Uuuuugh.......if this is a "test", I'll do like I did in college....and take a guess ! My first guess would be Aspen for matchsticks, but I'm sure a lot of other softwoods would work. We don't have that tree in East Texas, so I wouldn't know about the furniture-making.


----------



## Daren (Oct 14, 2006)

Woodcrafter said:


> My first guess would be Aspen


I watched a show on Discovery or someplace and they where making them from aspen. I doubt they are exclusively made from aspen, but I think the majority are...I don't understand the question Martin. I have seen crazy (when I say crazy I mean I would not have the patience) projects made from match sticks, furniture-models-heck even a car, here's a link


----------



## Colt W. Knight (Nov 29, 2009)

I've seen furniture made from matchsticks, so I believe this is a trick question.


----------



## sofalinux (May 28, 2009)

How many match sticks can you get out of an aspen tree. Threir probably still using up the first tree that they dragged into the match stick factory back in the 1800s.


----------



## sofalinux (May 28, 2009)

O MY GOSH!!!! From this website... http://www.dailymail.co.uk/news/art...jet--answers-45-useless-trivia-questions.html ...comes this information...

*How many trees does it take to make 17.3billion matchsticks? *

One tree makes an average 1million matchsticks, so it would take 17,300 trees to make 17.3billion matchsticks. There are 60billion trees worldwide, enough for 600 quadrillion matchsticks.
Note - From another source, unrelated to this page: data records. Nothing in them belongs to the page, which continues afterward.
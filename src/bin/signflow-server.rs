//! # Signflow Server
//!
//! Serves the signature flow HTTP API.
//!
//! ## Usage
//!
//! ```bash
//! # PostgreSQL-backed, configuration from ./config/signflow.yaml
//! SIGNFLOW_ENV=production cargo run --bin signflow-server
//!
//! # Throwaway in-memory store
//! cargo run --bin signflow-server -- --in-memory
//! ```

use anyhow::Context;
use std::env;
use tokio::net::TcpListener;
use tokio::signal;
use tracing::{error, info, warn};

use signflow_core::config::ConfigManager;
use signflow_core::database::{DatabaseConnection, DatabaseMigrations};
use signflow_core::events::FlowEventPublisher;
use signflow_core::flow::SignatureFlowEngine;
use signflow_core::logging;
use signflow_core::repository::{InMemorySignatureFlowStore, PgSignatureFlowStore};
use signflow_core::web::{self, AppState};

#[tokio::main]
async fn main() -> anyhow::Result<()> {
    let in_memory = env::args().skip(1).any(|arg| arg == "--in-memory");

    let config_manager = ConfigManager::load().context("Failed to load configuration")?;
    let config = config_manager.config();

    logging::init_structured_logging(config_manager.environment(), &config.logging);

    info!(
        version = env!("CARGO_PKG_VERSION"),
        environment = config_manager.environment(),
        config_file = %config_manager.config_file().display(),
        in_memory,
        "Starting signflow server"
    );

    let events = FlowEventPublisher::new(config.events.channel_capacity);

    let app_state = if in_memory {
        warn!("Using the in-memory store; nothing survives a restart");
        let engine = SignatureFlowEngine::with_event_publisher(InMemorySignatureFlowStore::new(), events);
        AppState::new(engine, config.web.clone(), config_manager.environment())
    } else {
        let database = DatabaseConnection::connect(&config.database)
            .await
            .context("Failed to connect to the database")?;

        if config.database.run_migrations {
            DatabaseMigrations::run_all(database.pool())
                .await
                .context("Failed to run database migrations")?;
        }

        let store = PgSignatureFlowStore::new(database.pool().clone()).with_timeouts(
            config.database.statement_timeout(),
            config.database.lock_timeout(),
        );
        let engine = SignatureFlowEngine::with_event_publisher(store, events);
        AppState::new(engine, config.web.clone(), config_manager.environment())
            .with_database(database)
    };

    let database = app_state.database.clone();
    let app = web::create_app(app_state);

    let listener = TcpListener::bind(&config.web.bind_address)
        .await
        .with_context(|| format!("Failed to bind {}", config.web.bind_address))?;

    info!(bind_address = %config.web.bind_address, "Signflow server listening");

    axum::serve(listener, app)
        .with_graceful_shutdown(shutdown_signal())
        .await
        .context("HTTP server terminated unexpectedly")?;

    if let Some(database) = database {
        database.close().await;
    }

    info!("Signflow server shutdown complete");
    Ok(())
}

/// Wait for Ctrl+C or SIGTERM
async fn shutdown_signal() {
    let ctrl_c = async {
        if let Err(e) = signal::ctrl_c().await {
            error!(error = %e, "Failed to install Ctrl+C handler");
            std::future::pending::<()>().await;
        }
    };

    #[cfg(unix)]
    let terminate = async {
        match signal::unix::signal(signal::unix::SignalKind::terminate()) {
            Ok(mut stream) => {
                stream.recv().await;
            }
            Err(e) => {
                error!(error = %e, "Failed to install SIGTERM handler");
                std::future::pending::<()>().await;
            }
        }
    };

    #[cfg(not(unix))]
    let terminate = std::future::pending::<()>();

    tokio::select! {
        _ = ctrl_c => info!("Received Ctrl+C"),
        _ = terminate => info!("Received SIGTERM"),
    }
}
Read more: http://www.dailymail.co.uk/news/art...5-useless-trivia-questions.html#ixzz0lEAaPwf3
​


----------



## Martin Roy (Mar 16, 2010)

*Want to clear my question ............*

I mean that some trees are planted just to sale to match stick manufacturers but their wood is not suitable for making furniture:blink:


----------



## Just Bill (Dec 29, 2008)

Aspen has a very unique odor when burned and I have never smelled that using matches, I vote no on aspen. Balsa wood???


----------



## mdlbldrmatt135 (Dec 6, 2006)

maybe Basswood... balsa is waaay softer than matchsticks.


----------



## b00kemdano (Feb 10, 2009)

I'm with Bill. I cut some aspen recently and it smelled like sweet gherkins.


----------



## Daren (Oct 14, 2006)

http://wiki.answers.com/Q/How_does_a_matchstick_work

The Manufacturing Process:

" Logs of white pine or aspen are clamped in a debarking machine and slowly rotated while spinning blades cut away the outer bark of the tree."
....


----------



## Martin Roy (Mar 16, 2010)

*Many many thanks.............*

:yes: Thank you all, who gave a response against my question :thumbsup:


----------



## farmerdrey (Apr 9, 2017)

I need to know, some chemical I can apply to make a complete match sticks.


----------



## gmercer_48083 (Apr 9, 2016)

Firewood!


----------



## D. Rockett (Apr 10, 2017)

Sixty+ years ago a match company used cottonwood logs from Louisiana for match sticks.


----------



## m.n.j.chell (May 12, 2016)

Matchsticks ... there was a "how's it made" episode about those. Look it up, they named all the ingredients for the striker head. I don't remember what kind of wood, any kind would work. I do remember that they dipped the "lightable" end in wax first. The wax would burn before the wood, giving it a few seconds longer burn time. They do the same thing with paper book matches.

The problem will be making the striker head. Buying all the ingredients will likely put you on a "watch list" somewhere.


----------